- _Excerpted data_
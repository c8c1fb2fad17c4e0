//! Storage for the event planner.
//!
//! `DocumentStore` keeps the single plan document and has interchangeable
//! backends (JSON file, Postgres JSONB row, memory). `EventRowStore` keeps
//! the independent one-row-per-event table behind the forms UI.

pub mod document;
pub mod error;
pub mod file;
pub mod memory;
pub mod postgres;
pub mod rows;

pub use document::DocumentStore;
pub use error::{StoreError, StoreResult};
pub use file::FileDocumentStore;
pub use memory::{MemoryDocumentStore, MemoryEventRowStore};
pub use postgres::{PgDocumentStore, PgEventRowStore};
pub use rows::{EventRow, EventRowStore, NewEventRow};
==
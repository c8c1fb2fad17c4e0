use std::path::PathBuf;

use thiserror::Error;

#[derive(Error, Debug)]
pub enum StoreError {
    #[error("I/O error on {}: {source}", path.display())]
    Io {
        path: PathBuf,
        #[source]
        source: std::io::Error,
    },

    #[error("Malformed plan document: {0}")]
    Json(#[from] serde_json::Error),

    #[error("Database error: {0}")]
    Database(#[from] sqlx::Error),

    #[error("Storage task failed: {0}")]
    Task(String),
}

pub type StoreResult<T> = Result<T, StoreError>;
==
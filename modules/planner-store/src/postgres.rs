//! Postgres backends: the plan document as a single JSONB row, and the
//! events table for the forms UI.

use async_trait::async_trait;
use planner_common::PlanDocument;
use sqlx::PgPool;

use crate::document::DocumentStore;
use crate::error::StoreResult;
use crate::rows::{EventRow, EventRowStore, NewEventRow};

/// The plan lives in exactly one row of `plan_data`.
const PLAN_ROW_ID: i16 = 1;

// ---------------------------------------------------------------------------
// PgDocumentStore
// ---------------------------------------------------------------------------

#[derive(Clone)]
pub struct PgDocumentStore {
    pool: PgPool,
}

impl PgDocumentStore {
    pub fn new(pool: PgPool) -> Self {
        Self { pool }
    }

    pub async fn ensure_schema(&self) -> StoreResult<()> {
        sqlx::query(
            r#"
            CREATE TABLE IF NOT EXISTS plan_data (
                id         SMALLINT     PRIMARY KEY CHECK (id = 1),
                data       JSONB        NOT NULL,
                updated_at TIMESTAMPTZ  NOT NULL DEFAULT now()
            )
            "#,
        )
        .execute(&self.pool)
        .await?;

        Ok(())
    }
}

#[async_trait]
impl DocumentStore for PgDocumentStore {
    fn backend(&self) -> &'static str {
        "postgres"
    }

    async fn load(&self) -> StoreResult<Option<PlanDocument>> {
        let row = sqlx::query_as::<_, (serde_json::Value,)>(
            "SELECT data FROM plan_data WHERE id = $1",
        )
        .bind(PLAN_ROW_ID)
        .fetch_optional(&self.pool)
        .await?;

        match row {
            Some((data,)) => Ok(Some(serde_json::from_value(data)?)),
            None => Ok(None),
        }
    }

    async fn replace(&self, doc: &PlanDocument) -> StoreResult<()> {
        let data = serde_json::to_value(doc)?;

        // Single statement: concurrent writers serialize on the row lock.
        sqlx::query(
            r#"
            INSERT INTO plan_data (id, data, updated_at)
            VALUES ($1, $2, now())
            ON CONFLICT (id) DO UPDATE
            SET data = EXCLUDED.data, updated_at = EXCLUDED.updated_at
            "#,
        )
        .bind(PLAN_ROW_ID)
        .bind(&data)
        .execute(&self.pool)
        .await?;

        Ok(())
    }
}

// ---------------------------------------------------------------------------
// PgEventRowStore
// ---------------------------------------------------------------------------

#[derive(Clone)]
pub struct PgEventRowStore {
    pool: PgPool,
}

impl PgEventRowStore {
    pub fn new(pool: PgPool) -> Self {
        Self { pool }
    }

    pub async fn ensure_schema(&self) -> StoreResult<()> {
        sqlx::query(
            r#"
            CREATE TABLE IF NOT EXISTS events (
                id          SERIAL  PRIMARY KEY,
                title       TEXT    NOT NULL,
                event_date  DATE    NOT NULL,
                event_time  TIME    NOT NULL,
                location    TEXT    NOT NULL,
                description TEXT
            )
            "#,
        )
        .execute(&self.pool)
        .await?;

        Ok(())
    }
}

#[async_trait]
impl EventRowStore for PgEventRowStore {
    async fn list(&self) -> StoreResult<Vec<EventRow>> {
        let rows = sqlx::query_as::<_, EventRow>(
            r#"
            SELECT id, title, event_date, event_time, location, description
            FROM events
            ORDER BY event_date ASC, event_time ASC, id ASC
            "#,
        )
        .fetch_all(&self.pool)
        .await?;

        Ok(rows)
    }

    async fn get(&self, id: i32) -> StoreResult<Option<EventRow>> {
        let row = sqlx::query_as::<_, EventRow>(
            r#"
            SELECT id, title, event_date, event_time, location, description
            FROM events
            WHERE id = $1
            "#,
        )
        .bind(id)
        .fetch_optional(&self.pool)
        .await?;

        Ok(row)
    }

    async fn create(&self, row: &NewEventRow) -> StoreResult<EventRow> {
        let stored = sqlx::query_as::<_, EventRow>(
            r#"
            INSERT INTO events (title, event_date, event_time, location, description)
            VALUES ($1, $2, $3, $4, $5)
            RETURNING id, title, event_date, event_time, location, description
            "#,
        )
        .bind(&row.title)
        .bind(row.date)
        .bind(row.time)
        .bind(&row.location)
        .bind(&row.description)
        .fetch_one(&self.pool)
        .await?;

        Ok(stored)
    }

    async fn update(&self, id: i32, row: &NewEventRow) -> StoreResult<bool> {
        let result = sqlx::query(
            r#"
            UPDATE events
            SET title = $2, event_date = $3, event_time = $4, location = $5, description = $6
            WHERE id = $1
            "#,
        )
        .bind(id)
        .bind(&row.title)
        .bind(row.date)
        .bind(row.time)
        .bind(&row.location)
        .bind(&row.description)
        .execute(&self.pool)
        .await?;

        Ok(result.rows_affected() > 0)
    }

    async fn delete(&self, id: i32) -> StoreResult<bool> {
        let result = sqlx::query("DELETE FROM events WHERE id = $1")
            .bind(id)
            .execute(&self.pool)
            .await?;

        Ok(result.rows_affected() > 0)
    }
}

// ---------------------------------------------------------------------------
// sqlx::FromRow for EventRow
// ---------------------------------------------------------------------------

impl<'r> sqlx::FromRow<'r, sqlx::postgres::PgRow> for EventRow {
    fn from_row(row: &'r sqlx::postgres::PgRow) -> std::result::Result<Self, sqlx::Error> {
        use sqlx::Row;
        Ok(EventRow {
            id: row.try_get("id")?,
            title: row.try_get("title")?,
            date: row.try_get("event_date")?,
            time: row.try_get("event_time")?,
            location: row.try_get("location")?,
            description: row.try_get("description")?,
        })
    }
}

- _Work instructions_
Copy out the lines of the data where the string "Database" occurs.

- _Result_
    #[error("Database error: {0}")]
    Database(#[from] sqlx::Error),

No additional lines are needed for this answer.